Despite enormous strides of humankind is making in the trip to Mars, getting there is only the beginning of the journey.
Ultimately, the mission is to make the Red Planet livable to humans.
There are multiple challenges to this goal, one of which is that Mars' freezing temperatures mean that liquid water can't exist on the planet.
While scientists such as Carl Sagan have previously suggested vaporizing the polar ice caps to raise the planet's global temperature, further research has shown that this wouldn't provide the required change in atmospheric levels to make the Mars habitable.
Now, a group of scientists from Harvard University has found a new path to terraforming Mars. Instead of transforming the entire planet in one massive undertaking, the new research in the journal Nature Astronomy is proposing a more regional approach and changing Mars bit by bit through silica aerogel.
"This regional approach to making Mars habitable is much more achievable than global atmospheric modification," explained lead author Robin Wordsworth of the Harvard John A. Paulson School of Engineering and Applied Sciences. "Unlike the previous ideas to make Mars habitable, this is something that can be developed and tested systematically with materials and technology we already have."
The Magic Of Silica Aerogel
Mars' polar ice caps are a mixture of water ice and frozen carbon dioxide, the latter of which allows sunlight to penetrate it and traps heat at the same time. This means that there are pockets of warming occurring beneath the ice in the summer.
Wordsworth revealed that the scientists thought about this solid-state greenhouse effect and wondered if it could be used to create habitable regions on Mars. To do so, they would have to find a material that could minimize thermal conductivity, while transmitting as much light as possible.
One of the most insulating materials around, silica aerogels are 97 percent porous and used in a number of engineering applications in aeronautics, such as the NASA Mars Exploration rovers.
"It wouldn't require large amounts of energy or maintenance of moving parts to keep an area warm over long periods of time," said Laura Kerber of NASA's Jet Propulsion Laboratory, describing the effect of silica aerogel as "passive."
In models and experiments, the research team demonstrated how a thin layer of silica aerogel could increase average temperatures of mid-latitudes on Mars to reach Earth-like temperatures.
According to Wordsworth, no additional technology would even be necessary: the material could simply be spread across a large surface area and there would be permanent liquid water underneath.
Challenges To The Mission
The results of the experiments are promising, but there are still various challenges remaining before scientists could begin using silicon aerogel on the Red Planet.
For instance, NASA noted that large quantities of aerogel is needed to produce a significant region with permanent liquid water.
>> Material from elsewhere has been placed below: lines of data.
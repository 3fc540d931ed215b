//! Error types for the OpenAI adapter

use thiserror::Error;
use transcrew_application::GenerationError;

/// Errors that can occur when talking to a chat-completions endpoint
#[derive(Error, Debug)]
pub enum OpenAiError {
    #[error("No API key configured (set model.api_keys or ${env})")]
    NoApiKey { env: String },

    #[error("Failed to build HTTP client: {0}")]
    Client(#[source] reqwest::Error),

    #[error("Failed to parse response: {error}\nRaw response: {raw}")]
    ParseError { error: String, raw: String },

    #[error("Response has no message content")]
    MissingContent,

    #[error("HTTP {status}: {message}")]
    Http { status: u16, message: String },
}

impl From<OpenAiError> for GenerationError {
    fn from(error: OpenAiError) -> Self {
        match error {
            OpenAiError::ParseError { .. } | OpenAiError::MissingContent => {
                GenerationError::MalformedResponse(error.to_string())
            }
            OpenAiError::NoApiKey { .. } => GenerationError::Auth(error.to_string()),
            OpenAiError::Http { status, message } => super::protocol::map_status(status, message),
            OpenAiError::Client(_) => GenerationError::Other(error.to_string()),
        }
    }
}
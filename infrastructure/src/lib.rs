//! Infrastructure layer for transcrew
//!
//! This crate contains adapters that implement the ports defined
//! in the application layer: the OpenAI-compatible text generator, the
//! JSONL status log, and configuration file loading.

pub mod config;
pub mod logging;
pub mod openai;

// Re-export commonly used types
pub use config::{
    ConfigLoader, ConfigValidationError, FileConfig, FileGenerationConfig, FileModelConfig,
    FileOutputConfig, FilePipelineConfig,
};
pub use logging::JsonlStatusLog;
pub use openai::{OpenAiError, OpenAiSettings, OpenAiTextGenerator};
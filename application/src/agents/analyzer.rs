//! Source analyzer agent

use super::{Agent, AgentError, AgentPayload, AgentResult, timed};
use crate::ports::text_generator::TextGenerator;
use async_trait::async_trait;
use std::sync::Arc;
use tracing::{debug, warn};
use transcrew_domain::{
    AgentRole, AnalysisResult, Confidence, GenerationParams, TranslationContext,
    TranslationPrompts, parse_analysis_response,
};

/// Detects language, complexity and key terms of the source text.
///
/// Only a failed generation call is fatal. Anything the model says that
/// cannot be parsed, or input without any letters, yields a low-confidence
/// analysis so translation can still proceed.
pub struct AnalyzerAgent {
    generator: Arc<dyn TextGenerator>,
}

impl AnalyzerAgent {
    pub fn new(generator: Arc<dyn TextGenerator>) -> Self {
        Self { generator }
    }

    async fn analyze(&self, ctx: &TranslationContext) -> Result<AgentPayload, AgentError> {
        let prompt = TranslationPrompts::analyzer(ctx);
        let reply = self
            .generator
            .generate(&prompt, &GenerationParams::analytical())
            .await?;

        let mut analysis = match parse_analysis_response(&reply) {
            Ok(analysis) => analysis,
            Err(e) => {
                warn!("Analyzer reply unusable, continuing with low confidence: {}", e);
                AnalysisResult::low_confidence()
            }
        };

        if ctx.source_text().is_non_linguistic() {
            debug!("Source text has no letters; marking analysis low-confidence");
            analysis.confidence = Confidence::Low;
        }

        debug!(
            "Analysis: language={}, complexity={}, {} key terms",
            analysis.source_language,
            analysis.complexity,
            analysis.key_terms.len()
        );
        Ok(AgentPayload::Analysis(analysis))
    }
}

#[async_trait]
impl Agent for AnalyzerAgent {
    fn role(&self) -> AgentRole {
        AgentRole::Analyzer
    }

    async fn invoke(&self, ctx: &TranslationContext) -> AgentResult {
        timed(self.role(), self.analyze(ctx)).await
    }
}
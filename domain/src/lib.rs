//! Domain layer for transcrew
//!
//! This crate contains the core business logic, entities, and value objects
//! of the translation pipeline. It has no dependencies on an async runtime,
//! infrastructure or presentation concerns.
//!
//! # Core Concepts
//!
//! ## Translation Context
//!
//! A [`TranslationContext`] accumulates everything one translation request
//! produces: the analysis, the current draft, every review, the latest
//! optimization suggestions and the iteration count. It enforces its own
//! invariants (append-only review history, bounded iterations, immutability
//! once terminal).
//!
//! ## Quality Gate
//!
//! A [`ScoreEvaluator`] turns five reviewer sub-scores into a weighted
//! composite and a pass/fail verdict against a configured threshold.
//!
//! ```text
//! Pending → Analyzing → Translating → Reviewing ──pass──→ Passed
//!                           ↑             │fail
//!                           │             ↓
//!                      Optimizing ←── budget check ──exhausted──→ FailedMaxIterations
//! ```

pub mod agent;
pub mod analysis;
pub mod config;
pub mod core;
pub mod optimization;
pub mod prompt;
pub mod review;
pub mod translation;
pub mod util;

// Re-export commonly used types
pub use agent::AgentRole;
pub use analysis::{
    AnalysisResult, Complexity, Confidence, KeyTerm, parse_analysis_response,
};
pub use config::OutputFormat;
pub use core::{error::DomainError, source_text::SourceText};
pub use optimization::{
    OptimizationFocus, OptimizationSuggestions, Suggestion, parse_optimization_response,
};
pub use prompt::{Prompt, TranslationPrompts};
pub use review::{
    Dimension, Evaluation, IssueSeverity, ReviewDraft, ReviewIssue, ReviewResult,
    ScoreEvaluator, ScoreWeights, SubScores, composite_score, parse_review_response,
};
pub use translation::{
    context::TranslationContext, params::GenerationParams, status::TranslationStatus,
};
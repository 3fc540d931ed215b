//! Model endpoint configuration from TOML (`[model]` section)

use super::ConfigValidationError;
use crate::openai::OpenAiSettings;
use serde::{Deserialize, Serialize};
use std::time::Duration;

/// Raw chat-completions endpoint settings
#[derive(Debug, Clone, PartialEq, Eq, Serialize, Deserialize)]
#[serde(default)]
pub struct FileModelConfig {
    /// API root; `/chat/completions` is appended
    pub base_url: String,
    pub model: String,
    /// Environment variable holding a single API key
    pub api_key_env: String,
    /// Key pool, rotated across calls. Takes precedence over `api_key_env`.
    pub api_keys: Vec<String>,
    pub timeout_seconds: u64,
    pub max_tokens: u32,
}

impl Default for FileModelConfig {
    fn default() -> Self {
        Self {
            base_url: "https://api.openai.com/v1".to_string(),
            model: "gpt-4o-mini".to_string(),
            api_key_env: "OPENAI_API_KEY".to_string(),
            api_keys: Vec::new(),
            timeout_seconds: 240,
            max_tokens: 8192,
        }
    }
}

impl FileModelConfig {
    pub fn validate(&self) -> Result<(), ConfigValidationError> {
        if self.base_url.trim().is_empty() {
            return Err(ConfigValidationError::EmptyBaseUrl);
        }
        if self.model.trim().is_empty() {
            return Err(ConfigValidationError::EmptyModelName);
        }
        if self.timeout_seconds == 0 {
            return Err(ConfigValidationError::InvalidTimeout);
        }
        if self.max_tokens == 0 {
            return Err(ConfigValidationError::InvalidMaxTokens);
        }
        Ok(())
    }

    /// Configured key pool, or the key from `api_key_env` when the pool is empty
    pub fn resolve_api_keys(&self, lookup: impl Fn(&str) -> Option<String>) -> Vec<String> {
        let pool: Vec<String> = self
            .api_keys
            .iter()
            .map(|k| k.trim())
            .filter(|k| !k.is_empty())
            .map(str::to_string)
            .collect();
        if !pool.is_empty() {
            return pool;
        }

        lookup(&self.api_key_env)
            .map(|k| k.trim().to_string())
            .filter(|k| !k.is_empty())
            .into_iter()
            .collect()
    }

    /// Adapter settings, reading the fallback key from the process environment
    pub fn to_openai_settings(&self) -> OpenAiSettings {
        OpenAiSettings {
            base_url: self.base_url.clone(),
            model: self.model.clone(),
            api_keys: self.resolve_api_keys(|name| std::env::var(name).ok()),
            api_key_env: self.api_key_env.clone(),
            timeout: Duration::from_secs(self.timeout_seconds),
            max_tokens: self.max_tokens,
        }
    }
}

#[cfg(test)]
mod tests {
    use super::*;

    #[test]
    fn test_key_pool_takes_precedence() {
        let config = FileModelConfig {
            api_keys: vec!["a".to_string(), " ".to_string(), "b".to_string()],
            ..Default::default()
        };
        let keys = config.resolve_api_keys(|_| Some("from-env".to_string()));
        assert_eq!(keys, vec!["a", "b"]);
    }

    #[test]
    fn test_falls_back_to_env_key() {
        let config = FileModelConfig::default();
        let keys = config.resolve_api_keys(|name| {
            assert_eq!(name, "OPENAI_API_KEY");
            Some(" sk-test ".to_string())
        });
        assert_eq!(keys, vec!["sk-test"]);
    }

    #[test]
    fn test_no_keys_anywhere() {
        let config = FileModelConfig::default();
        assert!(config.resolve_api_keys(|_| None).is_empty());
        assert!(config.resolve_api_keys(|_| Some(String::new())).is_empty());
    }

    #[test]
    fn test_validate_max_tokens() {
        let config = FileModelConfig {
            max_tokens: 0,
            ..Default::default()
        };
        assert!(matches!(
            config.validate(),
            Err(ConfigValidationError::InvalidMaxTokens)
        ));
    }
}
//! Translator agent

use super::{Agent, AgentError, AgentPayload, AgentResult, timed};
use crate::ports::text_generator::TextGenerator;
use async_trait::async_trait;
use std::sync::Arc;
use tracing::debug;
use transcrew_domain::util::{extract_tagged, strip_tagged};
use transcrew_domain::{AgentRole, TranslationContext, TranslationPrompts};

const TRANSLATION_TAG: &str = "translation";
/// Reasoning blocks some models emit before answering
const THINKING_TAGS: [&str; 2] = ["think", "context_think"];

/// Produces a draft translation with the request's own generation params
pub struct TranslatorAgent {
    generator: Arc<dyn TextGenerator>,
}

impl TranslatorAgent {
    pub fn new(generator: Arc<dyn TextGenerator>) -> Self {
        Self { generator }
    }

    async fn translate(&self, ctx: &TranslationContext) -> Result<AgentPayload, AgentError> {
        let prompt = TranslationPrompts::translator(ctx);
        debug!(
            "Translating into {} (retry: {})",
            ctx.target_language(),
            ctx.is_retry()
        );

        let reply = self
            .generator
            .generate(&prompt, ctx.generation_params())
            .await?;

        let translation = extract_translation(&reply);
        if translation.is_empty() {
            return Err(AgentError::MalformedResponse(
                "translator returned an empty translation".to_string(),
            ));
        }
        Ok(AgentPayload::Translation(translation))
    }
}

/// Take the `<translation>` block, or the whole reply minus any reasoning
/// blocks when the model ignored the format.
fn extract_translation(reply: &str) -> String {
    if let Some(tagged) = extract_tagged(reply, TRANSLATION_TAG) {
        return tagged.to_string();
    }
    THINKING_TAGS
        .iter()
        .fold(reply.to_string(), |text, tag| strip_tagged(&text, tag))
        .trim()
        .to_string()
}

#[async_trait]
impl Agent for TranslatorAgent {
    fn role(&self) -> AgentRole {
        AgentRole::Translator
    }

    async fn invoke(&self, ctx: &TranslationContext) -> AgentResult {
        timed(self.role(), self.translate(ctx)).await
    }
}

#[cfg(test)]
mod tests {
    use super::*;
    use crate::ports::text_generator::GenerationError;
    use crate::testing::ScriptedGenerator;
    use transcrew_domain::{GenerationParams, SourceText};

    fn context() -> TranslationContext {
        TranslationContext::new(
            SourceText::new("Good morning").unwrap(),
            "Spanish",
            GenerationParams::new(0.7, 0.9).unwrap(),
        )
        .unwrap()
    }

    #[test]
    fn test_extract_translation() {
        assert_eq!(
            extract_translation("Sure!\n<translation>\n Buenos días \n</translation>"),
            "Buenos días"
        );
        assert_eq!(
            extract_translation("<think>formal?</think>\nBuenos días"),
            "Buenos días"
        );
        assert_eq!(extract_translation("<translation> </translation>"), "");
    }

    #[tokio::test]
    async fn test_uses_request_params() {
        let generator = Arc::new(
            ScriptedGenerator::new()
                .reply(AgentRole::Translator, "<translation>Buenos días</translation>"),
        );
        let agent = TranslatorAgent::new(generator.clone());

        let result = agent.invoke(&context()).await;
        assert_eq!(
            result.payload,
            Some(AgentPayload::Translation("Buenos días".into()))
        );
        assert_eq!(generator.calls()[0].2, GenerationParams::new(0.7, 0.9).unwrap());
    }

    #[tokio::test]
    async fn test_empty_translation_is_malformed() {
        let generator = Arc::new(
            ScriptedGenerator::new().reply(AgentRole::Translator, "<translation></translation>"),
        );
        let result = TranslatorAgent::new(generator).invoke(&context()).await;
        assert!(!result.success);
        assert!(matches!(result.error, Some(AgentError::MalformedResponse(_))));
    }

    #[tokio::test]
    async fn test_rate_limit_surfaces_as_failure() {
        let generator = Arc::new(
            ScriptedGenerator::new()
                .fail(AgentRole::Translator, GenerationError::RateLimit("slow down".into())),
        );
        let result = TranslatorAgent::new(generator).invoke(&context()).await;
        assert!(!result.success);
        assert_eq!(result.role, AgentRole::Translator);
    }
}
//! String helpers for status lines.

/// Single-line preview of a text: whitespace runs collapse to one space and
/// anything past `max_chars` characters becomes `...`.
pub fn preview(s: &str, max_chars: usize) -> String {
    let collapsed = s.split_whitespace().collect::<Vec<_>>().join(" ");
    match collapsed.char_indices().nth(max_chars) {
        Some((cut, _)) => format!("{}...", &collapsed[..cut]),
        None => collapsed,
    }
}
It would also take about two Mars years or four Earth years of warming. Logistics issues, such as the shipping and storing of the material, would also need to be resolved.
Wordsworth pointed out that ethical questions would also have to be explored in terraforming other planets.
"If you're going to enable life on the Martian surface, are you sure that there's not life there already? If there is, how do we navigate that," Wordsworth asked, adding that as soon as humankind commits to inhabiting Mars, these types of questions are inevitable.